September 11, 2008
EXHIBIT 99.2
September 11, 2008
Dear Xxxxx:
This will confirm the terms and conditions of your continued employment with Minrad
International, Inc. (the “Company”) in the position of Vice President and Controller, effective May
12, 2008. Except as otherwise specifically provided herein, this letter agreement supersedes and
replaces all prior communications, representations, agreements, understandings, plans and
arrangements between the parties, whether oral or written.
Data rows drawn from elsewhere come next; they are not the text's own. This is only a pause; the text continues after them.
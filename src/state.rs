use std::sync::Arc;

use sqlx::PgPool;

use crate::config::Config;
use crate::sessions::SessionStore;

pub type SharedState = Arc<AppState>;

/// Everything the API layer needs, constructed once and passed in.
pub struct AppState {
    pub pool: PgPool,
    pub config: Config,
    pub sessions: SessionStore,
}
pub mod config;
pub mod db;
pub mod error;
pub mod models;
pub mod sessions;
pub mod state;
pub mod sweeper;

use std::sync::Arc;

use sqlx::PgPool;

use crate::config::Config;
use crate::sessions::SessionStore;
use crate::state::{AppState, SharedState};

pub fn build_state(pool: PgPool, config: Config) -> SharedState {
    let sessions = SessionStore::new(pool.clone(), config.session_ttl);

    Arc::new(AppState {
        pool,
        config,
        sessions,
    })
}
use chrono::{DateTime, Utc};
use sqlx::PgPool;
use uuid::Uuid;

use crate::models::Session;

pub async fn create(
    pool: &PgPool,
    user_id: Uuid,
    token_hash: &str,
    data: &serde_json::Value,
    expires_at: DateTime<Utc>,
) -> Result<Session, sqlx::Error> {
    sqlx::query_as::<_, Session>(
        "INSERT INTO sessions (user_id, token_hash, data, expires_at)
         VALUES ($1, $2, $3, $4) RETURNING *",
    )
    .bind(user_id)
    .bind(token_hash)
    .bind(data)
    .bind(expires_at)
    .fetch_one(pool)
    .await
}

pub async fn find_active_by_hash(
    pool: &PgPool,
    token_hash: &str,
) -> Result<Option<Session>, sqlx::Error> {
    sqlx::query_as::<_, Session>(
        "SELECT * FROM sessions WHERE token_hash = $1 AND expires_at > now()",
    )
    .bind(token_hash)
    .fetch_optional(pool)
    .await
}

pub async fn extend(
    pool: &PgPool,
    token_hash: &str,
    expires_at: DateTime<Utc>,
) -> Result<Option<Session>, sqlx::Error> {
    sqlx::query_as::<_, Session>(
        "UPDATE sessions SET expires_at = $2
         WHERE token_hash = $1 AND expires_at > now() RETURNING *",
    )
    .bind(token_hash)
    .bind(expires_at)
    .fetch_optional(pool)
    .await
}

pub async fn delete_by_hash(pool: &PgPool, token_hash: &str) -> Result<(), sqlx::Error> {
    sqlx::query("DELETE FROM sessions WHERE token_hash = $1")
        .bind(token_hash)
        .execute(pool)
        .await?;
    Ok(())
}

pub async fn delete_all_for_user(pool: &PgPool, user_id: Uuid) -> Result<u64, sqlx::Error> {
    let result = sqlx::query("DELETE FROM sessions WHERE user_id = $1")
        .bind(user_id)
        .execute(pool)
        .await?;
    Ok(result.rows_affected())
}

pub async fn delete_expired(pool: &PgPool) -> Result<u64, sqlx::Error> {
    let result = sqlx::query("DELETE FROM sessions WHERE expires_at <= now()")
        .execute(pool)
        .await?;
    Ok(result.rows_affected())
}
Your employment with the Company will
continue to be “at will,” meaning that either you or the Company can terminate your employment at
any time, with or without cause, and with or without prior notice.
1. Base Salary. Your initial salary will be $ 6154.00 per bi-weekly pay period,
equivalent to $ 160,004.00 per year, less applicable taxes and withholdings. You will be eligible
to receive a merit increase of no less than 5% of your base salary on January 1, 2009, based on
your meeting agreed-upon performance expectations. Although we review salary annually, the Company
reserves the right to adjust your salary at any time.
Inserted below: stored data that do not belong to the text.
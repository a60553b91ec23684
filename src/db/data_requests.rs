use sqlx::PgPool;
use uuid::Uuid;

use crate::db;
use crate::models::{Company, DataRequest, NewDataRequest, RequestStatus};

pub async fn list_by_user(pool: &PgPool, user_id: Uuid) -> Result<Vec<DataRequest>, sqlx::Error> {
    sqlx::query_as::<_, DataRequest>(
        "SELECT * FROM data_requests WHERE user_id = $1 ORDER BY created_at DESC",
    )
    .bind(user_id)
    .fetch_all(pool)
    .await
}

pub async fn list_pending(pool: &PgPool) -> Result<Vec<DataRequest>, sqlx::Error> {
    sqlx::query_as::<_, DataRequest>(
        "SELECT * FROM data_requests WHERE status = 'pending' ORDER BY created_at DESC",
    )
    .fetch_all(pool)
    .await
}

pub async fn find_by_id(pool: &PgPool, id: Uuid) -> Result<Option<DataRequest>, sqlx::Error> {
    sqlx::query_as::<_, DataRequest>("SELECT * FROM data_requests WHERE id = $1")
        .bind(id)
        .fetch_optional(pool)
        .await
}

pub async fn create(pool: &PgPool, new: &NewDataRequest) -> Result<DataRequest, sqlx::Error> {
    sqlx::query_as::<_, DataRequest>(
        "INSERT INTO data_requests (user_id, request_type, industry, justification, requested_count)
         VALUES ($1, $2, $3, $4, $5) RETURNING *",
    )
    .bind(new.user_id)
    .bind(&new.request_type)
    .bind(new.industry.as_deref())
    .bind(new.justification.as_deref())
    .bind(new.requested_count)
    .fetch_one(pool)
    .await
}

pub async fn update_status(
    pool: &PgPool,
    id: Uuid,
    status: RequestStatus,
    approved_by: Option<Uuid>,
) -> Result<Option<DataRequest>, sqlx::Error> {
    sqlx::query_as::<_, DataRequest>(
        "UPDATE data_requests SET status = $2, approved_by = $3, updated_at = now()
         WHERE id = $1 RETURNING *",
    )
    .bind(id)
    .bind(status.as_str())
    .bind(approved_by)
    .fetch_optional(pool)
    .await
}

/// Approve a pending request and hand the requester up to `requested_count` unassigned
/// companies, in one transaction. `None` if the request is missing or already decided.
pub async fn approve_and_assign(
    pool: &PgPool,
    id: Uuid,
    admin_id: Uuid,
) -> Result<Option<(DataRequest, Vec<Company>)>, sqlx::Error> {
    let mut tx = pool.begin().await?;

    let request = sqlx::query_as::<_, DataRequest>(
        "UPDATE data_requests SET status = 'approved', approved_by = $2, updated_at = now()
         WHERE id = $1 AND status = 'pending' RETURNING *",
    )
    .bind(id)
    .bind(admin_id)
    .fetch_optional(&mut *tx)
    .await?;

    let Some(request) = request else {
        return Ok(None);
    };

    let companies = db::companies::assign_to_user(
        &mut *tx,
        request.user_id,
        i64::from(request.requested_count),
    )
    .await?;

    tx.commit().await?;

    tracing::info!(
        "Data request {} approved by {admin_id}: {} companies assigned",
        request.id,
        companies.len()
    );

    Ok(Some((request, companies)))
}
2. Incentive Compensation. You will be eligible to receive incentive compensation in
accordance with the Company’s policy for executives as may be determined by the Compensation
Committee each year. For 2008 your incentive compensation will be determined as follows, and in
accordance with the Schedule A, attached hereto:
A. A bonus of $25,000 will be paid if, as determined by the Chief Financial Officer,
improvements are implemented to improve internal controls over financial reporting as identified in
the Plan for Remediation of Material Weaknesses in Item 8 A(T). Controls and Procedures on Form
10-KSBA for the fiscal year ended December 31, 2007 for which measures have been discussed,
documented and agreed upon with the Chief Financial Officer.
B. A bonus of $12,500 will be paid if, in the determination of the Chief Financial Officer,
you succeed in improving the accurateness, timeliness, completeness, and relevancy of internal and
external financial reporting and analysis to meet SEC, Board, and management requirements by the
end of 2008 for which, measures have been discussed, documented and formalized with the Chief
Financial Officer.
C. A bonus of $12,500 will be paid if, in the determination of the Chief Financial Officer,
you provide insightful measurement and analysis of actual versus forecasted performance for which
measures have been discussed, documented and agreed upon with the Chief Financial Officer.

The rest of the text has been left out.